European Green New Deal Is As Phony As It Comes

Steingraber - Tom Reynolds Reports

Tom Reynolds
Co-Founder of Dryden Safe Energy Coalition

[Editor’s Note: Supposed European Green New Deal successes are at least partly, and probably mostly, attributable to natural gas, a fact largely buried.]

The Albany Times-Union and several other newspapers just ran an article titled “EU greenhouse gas emissions down 24% since 1990.” The article also stats that the European Commission President has pledged to stay away from fossil fuels.

European Green New Deal

Modernistic (and thoroughly trashy) European Commission headquarters in Brussels where straw is spun into green energy “fool’s gold.”

The article touts the “European Green New Deal” and devotes significant space to the Paris Climate Accord. The purpose, I suppose, is to get some of the credit for the reduced emissions to reflect on those projects.

Greenhouse gas emissions in the European Union have been reduced by 24% compared to 1990 levels, according to the bloc’s annual climate report, but the EU said Monday it still needs to intensify efforts to keep to its target of making Europe the first climate-neutral continent by mid-century.

The EU’s executive arm said Monday that emissions in the 27-nation bloc have decreased by 3.7% in 2019 compared to the previous year, while gross domestic product rose 1.5% over the same period…

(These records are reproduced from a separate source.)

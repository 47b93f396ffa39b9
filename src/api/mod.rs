pub mod binance;
pub mod paper;

pub use binance::BinanceClient;
pub use paper::PaperExchange;

use async_trait::async_trait;
use chrono::Duration;
use rust_decimal::Decimal;

use crate::models::{CandleSeries, InstrumentRule, KlineInterval, OrderFill, TradeSide};
use crate::Result;

/// Source of OHLCV candles
#[async_trait]
pub trait MarketDataProvider: Send + Sync {
    /// Candles for `symbol` covering the last `lookback`
    ///
    /// Fails with `DataUnavailable` on provider errors or when no rows come back.
    async fn fetch_candles(
        &self,
        symbol: &str,
        interval: KlineInterval,
        lookback: Duration,
    ) -> Result<CandleSeries>;
}

/// Order placement and lot-size metadata
#[async_trait]
pub trait OrderExecutor: Send + Sync {
    /// Fails with `RuleUnavailable` for unknown symbols or malformed filters
    async fn fetch_instrument_rule(&self, symbol: &str) -> Result<InstrumentRule>;

    /// Submit a market order; fails with `OrderRejected` when the venue declines
    async fn submit_market_order(
        &self,
        symbol: &str,
        side: TradeSide,
        quantity: Decimal,
    ) -> Result<OrderFill>;
}
use chrono::{DateTime, Utc};
use rust_decimal::prelude::ToPrimitive;
use rust_decimal::Decimal;
use serde::{Deserialize, Serialize};
use uuid::Uuid;

use crate::models::OrderFill;
use crate::{BotError, Result};

#[derive(Debug, Clone, Copy, PartialEq, Eq, Serialize, Deserialize)]
pub enum PositionStatus {
    Flat,
    Open,
    Closed,
}

#[derive(Debug, Clone, Copy, PartialEq, Eq, Serialize, Deserialize)]
pub enum ExitReason {
    TakeProfit,
    StopLoss,
}

/// Static exit bands as multiples of the entry price
#[derive(Debug, Clone, Copy, PartialEq, Serialize, Deserialize)]
pub struct ExitBands {
    pub take_profit_ratio: f64,
    pub stop_loss_ratio: f64,
}

impl Default for ExitBands {
    fn default() -> Self {
        Self {
            take_profit_ratio: 1.01,
            stop_loss_ratio: 0.99,
        }
    }
}

/// The single position a controller run manages
///
/// Starts `Flat`, becomes `Open` once on a filled buy, and `Closed` once on a
/// filled sell. No transition ever leads back.
#[derive(Debug, Clone)]
pub struct Position {
    pub id: Uuid,
    pub symbol: String,
    pub quantity: Decimal,
    pub entry_price: f64,
    pub entry_time: Option<DateTime<Utc>>,
    pub take_profit: f64,
    pub stop_loss: f64,
    pub status: PositionStatus,
    pub exit_price: Option<f64>,
    pub exit_quantity: Option<Decimal>,
    pub exit_time: Option<DateTime<Utc>>,
    pub exit_reason: Option<ExitReason>,
}

impl Position {
    pub fn flat(symbol: impl Into<String>) -> Self {
        Self {
            id: Uuid::new_v4(),
            symbol: symbol.into(),
            quantity: Decimal::ZERO,
            entry_price: 0.0,
            entry_time: None,
            take_profit: 0.0,
            stop_loss: 0.0,
            status: PositionStatus::Flat,
            exit_price: None,
            exit_quantity: None,
            exit_time: None,
            exit_reason: None,
        }
    }

    pub fn is_open(&self) -> bool {
        self.status == PositionStatus::Open
    }

    /// Record a filled buy and fix the exit bands around its price
    pub fn open(&mut self, fill: &OrderFill, bands: &ExitBands) -> Result<()> {
        if self.status != PositionStatus::Flat {
            return Err(BotError::InvalidState(format!(
                "cannot open {} position from {:?}",
                self.symbol, self.status
            )));
        }

        self.quantity = fill.quantity;
        self.entry_price = fill.price;
        self.entry_time = Some(fill.timestamp);
        self.take_profit = fill.price * bands.take_profit_ratio;
        self.stop_loss = fill.price * bands.stop_loss_ratio;
        self.status = PositionStatus::Open;

        tracing::info!(
            symbol = %self.symbol,
            "Opened {} @ {} (target {}, stop {})",
            self.quantity,
            self.entry_price,
            self.take_profit,
            self.stop_loss
        );

        Ok(())
    }

    /// Check if the latest price has reached either band (inclusive)
    pub fn should_exit(&self, price: f64) -> Option<ExitReason> {
        if !self.is_open() {
            return None;
        }

        if price >= self.take_profit {
            Some(ExitReason::TakeProfit)
        } else if price <= self.stop_loss {
            Some(ExitReason::StopLoss)
        } else {
            None
        }
    }

    /// Record a filled sell
    pub fn close(&mut self, fill: &OrderFill, reason: ExitReason) -> Result<()> {
        if self.status != PositionStatus::Open {
            return Err(BotError::InvalidState(format!(
                "cannot close {} position from {:?}",
                self.symbol, self.status
            )));
        }

        self.status = PositionStatus::Closed;
        self.exit_price = Some(fill.price);
        self.exit_quantity = Some(fill.quantity);
        self.exit_time = Some(fill.timestamp);
        self.exit_reason = Some(reason);

        tracing::info!(
            symbol = %self.symbol,
            "Closed {} @ {} ({:?}, P&L {:.6})",
            fill.quantity,
            fill.price,
            reason,
            self.realized_pnl().unwrap_or_default()
        );

        Ok(())
    }

    /// P&L on the quantity actually sold
    pub fn realized_pnl(&self) -> Option<f64> {
        let exit_price = self.exit_price?;
        let quantity = self.exit_quantity?.to_f64()?;
        Some((exit_price - self.entry_price) * quantity)
    }
}
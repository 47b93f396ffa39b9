use super::moving_average::sma_series;

/// Stochastic %K: where the close sits inside the rolling high/low range, 0-100
///
/// A flat range (highest high == lowest low) has no defined position and
/// yields `None` for that bar.
pub fn stochastic_k(highs: &[f64], lows: &[f64], closes: &[f64], window: usize) -> Vec<Option<f64>> {
    let len = closes.len().min(highs.len()).min(lows.len());

    (0..len)
        .map(|i| {
            if window == 0 || i + 1 < window {
                return None;
            }
            let start = i + 1 - window;
            let highest = highs[start..=i].iter().copied().fold(f64::MIN, f64::max);
            let lowest = lows[start..=i].iter().copied().fold(f64::MAX, f64::min);

            let k = 100.0 * (closes[i] - lowest) / (highest - lowest);
            k.is_finite().then_some(k)
        })
        .collect()
}

/// Stochastic %D: simple moving average of %K
pub fn stochastic_d(k: &[Option<f64>], smooth: usize) -> Vec<Option<f64>> {
    sma_series(k, smooth)
}
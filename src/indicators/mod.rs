// Technical indicators module
// Series-oriented stochastic, RSI and MACD, assembled into an aligned frame

pub mod frame;
pub mod macd;
pub mod moving_average;
pub mod rsi;
pub mod stochastic;

pub use frame::{compute_frame, IndicatorConfig, IndicatorFrame, IndicatorRow};
pub use macd::macd_histogram;
pub use moving_average::{ema_series, sma_series, span_alpha};
pub use rsi::rsi_series;
pub use stochastic::{stochastic_d, stochastic_k};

Due to the coronavirus pandemic, the commission expects “an unprecedented fall in emissions” in 2020, along the lines of 8%.

“However, as experienced in the past, a swift economic recovery may lead to a strong and rapid rebound in emissions, unless policy gears its stimulus measures toward the green transition,” the commission wrote in the report.

EU Commission President Ursula Von der Leyen, who this week celebrates one year in office, has made the fight against global warming the priority of her term. In the EU’s coronavirus recovery strategy, the commission has pledged to stay away from fossil-fuel projects.

“The European Union is proving it is possible to reduce emissions and grow your economy,” said Frans Timmermans, the commission vice-president in charge of the European Green Deal. “However, today’s report again confirms we need to step up our efforts across all sectors of the economy to reach our common goal of climate neutrality by 2050.”

But, I wondered, what caused the drop in emissions?There was no answer until the very last sentence of this very last paragraph?

“This drop was driven mainly by the power sector, where emissions fell by almost 15%, primarily due to coal-fired electricity production being replaced by electricity production from renewables and gas,” the commission said.

Wait a minute…didn’t the EC President pledge to stay away from fossil fuels? Isn’t Natural Gas a fossil fuel? Don’t numerous studies say the reduction in greenhouse gases is due to natural gas use and very few studies, if any, give “renewables” more than a tiny bit of credit?

This is a great example of the media distorting news to fit their agenda. Green is good. Renewables are good. Gas is bad. Even though the credit belongs to natural gas, that fact is buried in the effusive praise of all things green and renewable (which usually has little if anything to do with the reduction in greenhouse gases.)